Yesterday I decided to let my son go on his first ever neighborhood bike ride without me. Hear me out before you sell my story to be arrested, sued, or whatever for letting him go alone. He was with three other boys, aged 9-12, and had specific rules to not leave our sub-division, stay on sidewalks, and to be home at the exact time I specified. Since I work at the school I basically have enough info for background checks on the older boys and know they are both good students and have good responsible behavior.
When he was an infant, three months old, I was crying on my parent’s patio because I didn’t want to put him in his room alone, because he could be scared or whatever nonsense new moms are faced with. My dad said to me, “He is going to be a man!” And when I got home I moved him. And he did just fine. Those words echoed in my mind looking at him and the group of boys, boys I knew, from parents I knew. And I gave them third degree, especially the older kids and how they have responsibility to keep an eye on the younger kids. Don’t get home on time or do something shady and you are DONE. DONE! (Not sure what that means but the word has worked so far.)
He is going to be a man.
Before I could even say the word yes, my son was gone, burning rubber on his Tony Hawk bike.

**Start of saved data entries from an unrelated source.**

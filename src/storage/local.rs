//! Filesystem-backed object store laid out as `<root>/<bucket>/<path>`.

use std::path::PathBuf;

use async_trait::async_trait;

use super::{validate_object_path, ObjectStore};
use crate::error::{PipelineError, Result};

#[derive(Debug, Clone)]
pub struct LocalObjectStore {
    root: PathBuf,
    bucket: String,
}

impl LocalObjectStore {
    pub fn new(root: PathBuf, bucket: impl Into<String>) -> Self {
        Self {
            root,
            bucket: bucket.into(),
        }
    }

    fn object_path(&self, path: &str) -> Result<PathBuf> {
        validate_object_path(path)?;
        Ok(self.root.join(&self.bucket).join(path))
    }
}

#[async_trait]
impl ObjectStore for LocalObjectStore {
    fn bucket(&self) -> &str {
        &self.bucket
    }

    fn uri(&self, path: &str) -> String {
        format!("file://{}", self.root.join(&self.bucket).join(path).display())
    }

    async fn put(&self, path: &str, body: Vec<u8>, _content_type: &str) -> Result<()> {
        let target = self.object_path(path)?;
        if let Some(parent) = target.parent() {
            tokio::fs::create_dir_all(parent).await?;
        }

        // Write beside the target, then rename into place.
        let tmp = target.with_extension(format!("tmp-{}", uuid::Uuid::new_v4().simple()));
        tokio::fs::write(&tmp, &body).await?;
        if let Err(e) = tokio::fs::rename(&tmp, &target).await {
            let _ = tokio::fs::remove_file(&tmp).await;
            return Err(e.into());
        }

        tracing::debug!("Wrote {} bytes to {}", body.len(), target.display());
        Ok(())
    }

    async fn get(&self, path: &str) -> Result<Vec<u8>> {
        let target = self.object_path(path)?;
        match tokio::fs::read(&target).await {
            Ok(bytes) => Ok(bytes),
            Err(e) if e.kind() == std::io::ErrorKind::NotFound => Err(PipelineError::storage(
                format!("Object not found: {}", self.uri(path)),
            )),
            Err(e) => Err(e.into()),
        }
    }
}

#[cfg(test)]
mod tests {
    use super::*;
    use tempfile::tempdir;

    #[tokio::test]
    async fn test_put_get_roundtrip() {
        let dir = tempdir().unwrap();
        let store = LocalObjectStore::new(dir.path().to_path_buf(), "raw-bucket");

        store
            .put("extract/run_id=r1/table=videos.jsonl", b"{}\n".to_vec(), "application/x-ndjson")
            .await
            .unwrap();

        let body = store.get("extract/run_id=r1/table=videos.jsonl").await.unwrap();
        assert_eq!(body, b"{}\n");
        assert!(dir
            .path()
            .join("raw-bucket/extract/run_id=r1/table=videos.jsonl")
            .is_file());
    }

    #[tokio::test]
    async fn test_put_overwrites_and_leaves_no_temp_files() {
        let dir = tempdir().unwrap();
        let store = LocalObjectStore::new(dir.path().to_path_buf(), "b");

        store.put("a/data.json", b"one".to_vec(), "application/json").await.unwrap();
        store.put("a/data.json", b"two".to_vec(), "application/json").await.unwrap();

        assert_eq!(store.get("a/data.json").await.unwrap(), b"two");
        let entries: Vec<_> = std::fs::read_dir(dir.path().join("b/a")).unwrap().collect();
        assert_eq!(entries.len(), 1);
    }

    #[tokio::test]
    async fn test_missing_object_is_storage_error() {
        let dir = tempdir().unwrap();
        let store = LocalObjectStore::new(dir.path().to_path_buf(), "b");
        let err = store.get("nope/data.json").await.unwrap_err();
        assert!(matches!(err, PipelineError::Storage(_)));
    }

    #[tokio::test]
    async fn test_traversal_is_rejected() {
        let dir = tempdir().unwrap();
        let store = LocalObjectStore::new(dir.path().to_path_buf(), "b");
        let err = store.put("../x", Vec::new(), "text/plain").await.unwrap_err();
        assert!(err.is_client_error());
    }
}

I decided to take my own walk around the neighborhood and although I didn’t see him, I did get a phone call from a number I didn’t recognize.
“Mom it’s me, we stopped at the park. This is _____’s phone.”
The park is literally two blocks from our house so I said, “You did the right thing letting me know, thanks.”
He did the right thing. HE DID THE RIGHT THING!!
Now I’m not stupid or naïve enough to think he will always do the right thing. I mean, shit, do any of us always do the right thing?? But this time, this time he did.
My kids are changing. I don’t see the physical as drastically yet. They are both under-sized for their ages. They still wear small sizes. They still want to be tucked in and fed and I still pick out their outfits every day. But they are growing up and little by little it’s time to let go.
I never had the mom-gene that cries at milestones. I don’t miss them as babies (God forbid the crying and sleepless nights), and I don’t miss them as toddlers (Holy hell the tantrums at Target). Every age and stage has just been more and more exciting to me as they have grown.
My changes have been innumerable. Every day I still work through them, accepting them. I don’t see what others see. I may never. And my kids will never see what I see. They are just living, and loving every minute.